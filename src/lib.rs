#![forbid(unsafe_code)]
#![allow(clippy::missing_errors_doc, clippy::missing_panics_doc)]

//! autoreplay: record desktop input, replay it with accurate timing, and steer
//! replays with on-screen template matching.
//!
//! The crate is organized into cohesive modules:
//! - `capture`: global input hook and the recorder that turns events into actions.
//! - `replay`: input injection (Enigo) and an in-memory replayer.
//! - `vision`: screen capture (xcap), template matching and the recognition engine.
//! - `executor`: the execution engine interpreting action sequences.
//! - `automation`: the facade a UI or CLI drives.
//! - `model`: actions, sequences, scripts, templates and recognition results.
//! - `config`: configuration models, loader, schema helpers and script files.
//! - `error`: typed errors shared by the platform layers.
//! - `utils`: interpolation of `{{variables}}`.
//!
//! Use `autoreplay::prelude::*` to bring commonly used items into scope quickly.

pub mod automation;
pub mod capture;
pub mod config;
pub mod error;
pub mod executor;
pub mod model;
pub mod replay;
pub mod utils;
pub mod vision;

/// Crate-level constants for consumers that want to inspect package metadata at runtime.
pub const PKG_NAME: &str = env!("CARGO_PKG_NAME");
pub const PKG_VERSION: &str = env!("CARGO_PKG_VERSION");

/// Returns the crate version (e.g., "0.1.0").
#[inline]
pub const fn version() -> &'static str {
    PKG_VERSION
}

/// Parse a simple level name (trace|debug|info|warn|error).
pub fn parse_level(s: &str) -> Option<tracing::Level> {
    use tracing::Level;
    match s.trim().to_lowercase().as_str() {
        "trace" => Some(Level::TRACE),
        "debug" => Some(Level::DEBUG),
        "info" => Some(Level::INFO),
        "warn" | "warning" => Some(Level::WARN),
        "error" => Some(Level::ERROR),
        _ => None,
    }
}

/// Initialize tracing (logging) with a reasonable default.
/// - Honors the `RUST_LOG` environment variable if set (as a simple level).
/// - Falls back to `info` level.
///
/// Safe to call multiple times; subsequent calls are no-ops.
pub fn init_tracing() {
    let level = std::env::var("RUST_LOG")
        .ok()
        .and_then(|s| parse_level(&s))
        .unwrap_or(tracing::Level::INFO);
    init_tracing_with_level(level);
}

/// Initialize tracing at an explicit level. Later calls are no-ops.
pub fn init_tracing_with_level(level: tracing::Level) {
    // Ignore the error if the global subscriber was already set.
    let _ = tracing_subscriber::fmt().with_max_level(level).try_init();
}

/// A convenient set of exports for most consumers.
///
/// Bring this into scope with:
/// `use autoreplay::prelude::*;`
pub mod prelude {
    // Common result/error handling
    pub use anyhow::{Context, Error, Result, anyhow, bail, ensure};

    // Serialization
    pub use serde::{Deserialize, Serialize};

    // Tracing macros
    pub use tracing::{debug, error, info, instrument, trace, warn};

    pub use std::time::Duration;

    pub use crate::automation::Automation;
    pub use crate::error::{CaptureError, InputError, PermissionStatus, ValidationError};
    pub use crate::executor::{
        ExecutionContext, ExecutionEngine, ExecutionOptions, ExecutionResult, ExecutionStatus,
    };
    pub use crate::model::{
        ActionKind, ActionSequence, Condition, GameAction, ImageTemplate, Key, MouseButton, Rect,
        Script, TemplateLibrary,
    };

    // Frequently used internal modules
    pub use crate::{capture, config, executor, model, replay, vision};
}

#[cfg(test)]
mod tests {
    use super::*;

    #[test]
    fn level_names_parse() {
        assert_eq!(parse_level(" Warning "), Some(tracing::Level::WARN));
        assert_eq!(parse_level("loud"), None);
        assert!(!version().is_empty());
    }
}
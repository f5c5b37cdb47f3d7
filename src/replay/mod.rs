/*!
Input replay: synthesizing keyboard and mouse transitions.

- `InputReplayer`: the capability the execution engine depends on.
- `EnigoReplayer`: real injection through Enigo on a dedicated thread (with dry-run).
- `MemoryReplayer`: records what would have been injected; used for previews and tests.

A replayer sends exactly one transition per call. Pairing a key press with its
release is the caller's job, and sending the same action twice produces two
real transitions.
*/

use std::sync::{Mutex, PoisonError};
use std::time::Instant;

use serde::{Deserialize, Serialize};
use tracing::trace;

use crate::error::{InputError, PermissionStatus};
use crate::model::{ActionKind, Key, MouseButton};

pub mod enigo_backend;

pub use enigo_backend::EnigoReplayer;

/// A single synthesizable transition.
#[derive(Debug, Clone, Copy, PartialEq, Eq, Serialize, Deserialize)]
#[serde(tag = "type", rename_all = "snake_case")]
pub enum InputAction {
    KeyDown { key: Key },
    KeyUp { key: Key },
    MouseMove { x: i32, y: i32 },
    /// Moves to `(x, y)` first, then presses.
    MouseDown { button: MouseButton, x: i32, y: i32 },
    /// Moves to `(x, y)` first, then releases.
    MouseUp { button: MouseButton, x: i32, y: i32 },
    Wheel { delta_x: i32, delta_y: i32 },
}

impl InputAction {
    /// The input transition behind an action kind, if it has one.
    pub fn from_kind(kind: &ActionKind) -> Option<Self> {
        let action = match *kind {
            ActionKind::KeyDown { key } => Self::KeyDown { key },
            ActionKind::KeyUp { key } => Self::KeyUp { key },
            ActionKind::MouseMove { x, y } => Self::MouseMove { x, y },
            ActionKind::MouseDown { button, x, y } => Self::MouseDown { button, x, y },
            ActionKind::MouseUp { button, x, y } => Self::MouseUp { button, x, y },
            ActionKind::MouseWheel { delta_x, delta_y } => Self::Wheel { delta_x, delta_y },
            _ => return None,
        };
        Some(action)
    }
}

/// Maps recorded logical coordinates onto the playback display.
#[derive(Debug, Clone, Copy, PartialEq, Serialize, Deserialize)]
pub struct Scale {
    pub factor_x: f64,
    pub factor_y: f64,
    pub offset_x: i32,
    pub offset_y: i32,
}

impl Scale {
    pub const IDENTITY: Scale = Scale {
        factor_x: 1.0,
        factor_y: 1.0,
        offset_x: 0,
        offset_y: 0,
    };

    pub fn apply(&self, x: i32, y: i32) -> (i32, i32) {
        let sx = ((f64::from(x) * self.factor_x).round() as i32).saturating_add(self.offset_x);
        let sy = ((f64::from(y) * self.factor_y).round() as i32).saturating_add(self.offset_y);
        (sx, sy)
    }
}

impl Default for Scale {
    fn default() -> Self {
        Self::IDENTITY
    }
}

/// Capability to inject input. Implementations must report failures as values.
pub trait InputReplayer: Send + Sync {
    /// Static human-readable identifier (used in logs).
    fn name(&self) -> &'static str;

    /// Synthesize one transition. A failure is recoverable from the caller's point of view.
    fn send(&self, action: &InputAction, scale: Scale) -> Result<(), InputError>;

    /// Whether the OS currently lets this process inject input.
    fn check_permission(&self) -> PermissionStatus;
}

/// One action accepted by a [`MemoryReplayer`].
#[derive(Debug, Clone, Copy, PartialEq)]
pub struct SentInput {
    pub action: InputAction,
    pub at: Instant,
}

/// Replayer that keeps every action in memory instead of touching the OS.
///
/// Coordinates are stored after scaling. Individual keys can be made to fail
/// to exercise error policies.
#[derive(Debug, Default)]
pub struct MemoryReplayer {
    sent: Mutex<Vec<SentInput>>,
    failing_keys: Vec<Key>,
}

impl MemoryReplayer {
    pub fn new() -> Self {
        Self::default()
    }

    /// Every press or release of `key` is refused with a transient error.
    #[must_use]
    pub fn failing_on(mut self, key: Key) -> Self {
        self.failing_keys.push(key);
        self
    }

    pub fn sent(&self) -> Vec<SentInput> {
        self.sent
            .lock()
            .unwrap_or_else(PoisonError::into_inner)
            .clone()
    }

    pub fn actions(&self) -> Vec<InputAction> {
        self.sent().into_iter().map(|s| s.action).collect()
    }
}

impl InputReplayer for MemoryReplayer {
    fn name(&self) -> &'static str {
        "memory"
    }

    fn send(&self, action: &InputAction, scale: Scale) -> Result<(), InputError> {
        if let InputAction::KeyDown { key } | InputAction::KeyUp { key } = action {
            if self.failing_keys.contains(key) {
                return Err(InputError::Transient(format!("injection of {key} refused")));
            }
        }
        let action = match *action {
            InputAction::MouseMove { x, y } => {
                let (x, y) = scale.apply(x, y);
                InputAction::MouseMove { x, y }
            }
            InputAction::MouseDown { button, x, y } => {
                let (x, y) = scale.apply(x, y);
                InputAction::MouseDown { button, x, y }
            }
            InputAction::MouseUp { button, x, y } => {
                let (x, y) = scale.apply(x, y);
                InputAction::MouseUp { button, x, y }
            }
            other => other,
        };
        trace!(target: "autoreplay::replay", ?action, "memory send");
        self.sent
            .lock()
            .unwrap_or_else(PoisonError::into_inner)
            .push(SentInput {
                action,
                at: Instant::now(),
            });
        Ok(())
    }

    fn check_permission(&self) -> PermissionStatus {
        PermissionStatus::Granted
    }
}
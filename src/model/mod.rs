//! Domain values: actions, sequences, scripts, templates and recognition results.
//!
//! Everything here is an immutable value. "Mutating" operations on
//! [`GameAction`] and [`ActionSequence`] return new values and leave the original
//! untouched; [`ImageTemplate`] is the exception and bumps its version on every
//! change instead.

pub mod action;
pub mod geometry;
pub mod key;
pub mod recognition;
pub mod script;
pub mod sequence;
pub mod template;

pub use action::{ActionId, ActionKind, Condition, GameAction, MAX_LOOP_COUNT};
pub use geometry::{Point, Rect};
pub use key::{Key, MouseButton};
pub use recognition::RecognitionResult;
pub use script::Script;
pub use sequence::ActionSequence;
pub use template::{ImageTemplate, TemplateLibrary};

**ABOUT THIS TASK:** Scan the lines above for "use super::*;" and for "previews and tests.". Repeat exactly the line holding each of them and every line in between.

**ANSWER SECTION:**
    use super::*;

    #[test]
    fn level_names_parse() {
        assert_eq!(parse_level(" Warning "), Some(tracing::Level::WARN));
        assert_eq!(parse_level("loud"), None);
        assert!(!version().is_empty());
    }
}
repository f5c5b37cdb47f3d7
filename src/replay/mod.rs
/*!
Input replay: synthesizing keyboard and mouse transitions.

- `InputReplayer`: the capability the execution engine depends on.
- `EnigoReplayer`: real injection through Enigo on a dedicated thread (with dry-run).
- `MemoryReplayer`: records what would have been injected; used for previews and tests.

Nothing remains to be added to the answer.